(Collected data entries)

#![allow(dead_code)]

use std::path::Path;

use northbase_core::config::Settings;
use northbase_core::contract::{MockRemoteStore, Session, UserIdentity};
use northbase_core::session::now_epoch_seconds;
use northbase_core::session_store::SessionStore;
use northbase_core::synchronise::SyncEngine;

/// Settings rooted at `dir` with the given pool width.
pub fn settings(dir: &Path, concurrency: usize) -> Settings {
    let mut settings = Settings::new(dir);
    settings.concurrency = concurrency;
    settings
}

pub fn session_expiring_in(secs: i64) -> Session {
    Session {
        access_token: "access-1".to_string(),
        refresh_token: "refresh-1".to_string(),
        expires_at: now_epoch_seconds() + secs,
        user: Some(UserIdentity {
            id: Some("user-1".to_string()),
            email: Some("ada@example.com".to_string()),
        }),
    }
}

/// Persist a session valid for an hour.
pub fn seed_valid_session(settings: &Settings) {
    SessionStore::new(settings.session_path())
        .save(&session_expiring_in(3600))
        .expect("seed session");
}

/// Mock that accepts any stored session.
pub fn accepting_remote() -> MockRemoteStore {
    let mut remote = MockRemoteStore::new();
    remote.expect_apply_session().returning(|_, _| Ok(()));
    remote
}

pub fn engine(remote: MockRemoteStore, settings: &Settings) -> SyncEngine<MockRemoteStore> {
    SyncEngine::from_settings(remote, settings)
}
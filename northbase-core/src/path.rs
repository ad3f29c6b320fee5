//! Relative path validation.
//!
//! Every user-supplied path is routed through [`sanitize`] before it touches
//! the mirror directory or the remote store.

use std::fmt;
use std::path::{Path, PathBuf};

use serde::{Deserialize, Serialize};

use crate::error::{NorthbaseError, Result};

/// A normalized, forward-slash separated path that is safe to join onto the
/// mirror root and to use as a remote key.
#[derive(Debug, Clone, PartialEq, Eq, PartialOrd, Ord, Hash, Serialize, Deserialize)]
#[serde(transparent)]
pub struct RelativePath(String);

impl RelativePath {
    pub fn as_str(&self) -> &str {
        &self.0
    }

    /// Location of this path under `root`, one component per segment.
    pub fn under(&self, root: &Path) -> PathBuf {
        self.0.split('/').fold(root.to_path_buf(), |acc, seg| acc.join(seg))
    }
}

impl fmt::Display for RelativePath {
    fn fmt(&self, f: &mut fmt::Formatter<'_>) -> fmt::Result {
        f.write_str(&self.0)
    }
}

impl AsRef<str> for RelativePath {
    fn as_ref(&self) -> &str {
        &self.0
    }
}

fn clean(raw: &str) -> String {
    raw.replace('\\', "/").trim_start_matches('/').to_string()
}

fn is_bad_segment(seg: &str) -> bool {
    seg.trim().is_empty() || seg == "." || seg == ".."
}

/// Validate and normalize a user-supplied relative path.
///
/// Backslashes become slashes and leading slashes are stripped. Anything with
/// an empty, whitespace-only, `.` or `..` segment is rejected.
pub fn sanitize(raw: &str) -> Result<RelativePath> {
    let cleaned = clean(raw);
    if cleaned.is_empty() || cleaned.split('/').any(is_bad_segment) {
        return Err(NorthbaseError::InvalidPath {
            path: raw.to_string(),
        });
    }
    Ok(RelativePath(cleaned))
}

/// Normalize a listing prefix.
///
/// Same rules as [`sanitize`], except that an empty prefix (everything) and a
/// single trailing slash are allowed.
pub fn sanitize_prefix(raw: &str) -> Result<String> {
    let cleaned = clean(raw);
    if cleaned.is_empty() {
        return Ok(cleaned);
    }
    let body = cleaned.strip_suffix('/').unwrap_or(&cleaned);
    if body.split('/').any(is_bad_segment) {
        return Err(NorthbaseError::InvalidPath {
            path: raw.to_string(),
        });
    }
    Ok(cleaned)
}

→ What you should do
Show the lines of the entries that include the string "PathBuf", copying each in full.

→ Exercise solution
use std::path::{Path, PathBuf};
    pub fn under(&self, root: &Path) -> PathBuf {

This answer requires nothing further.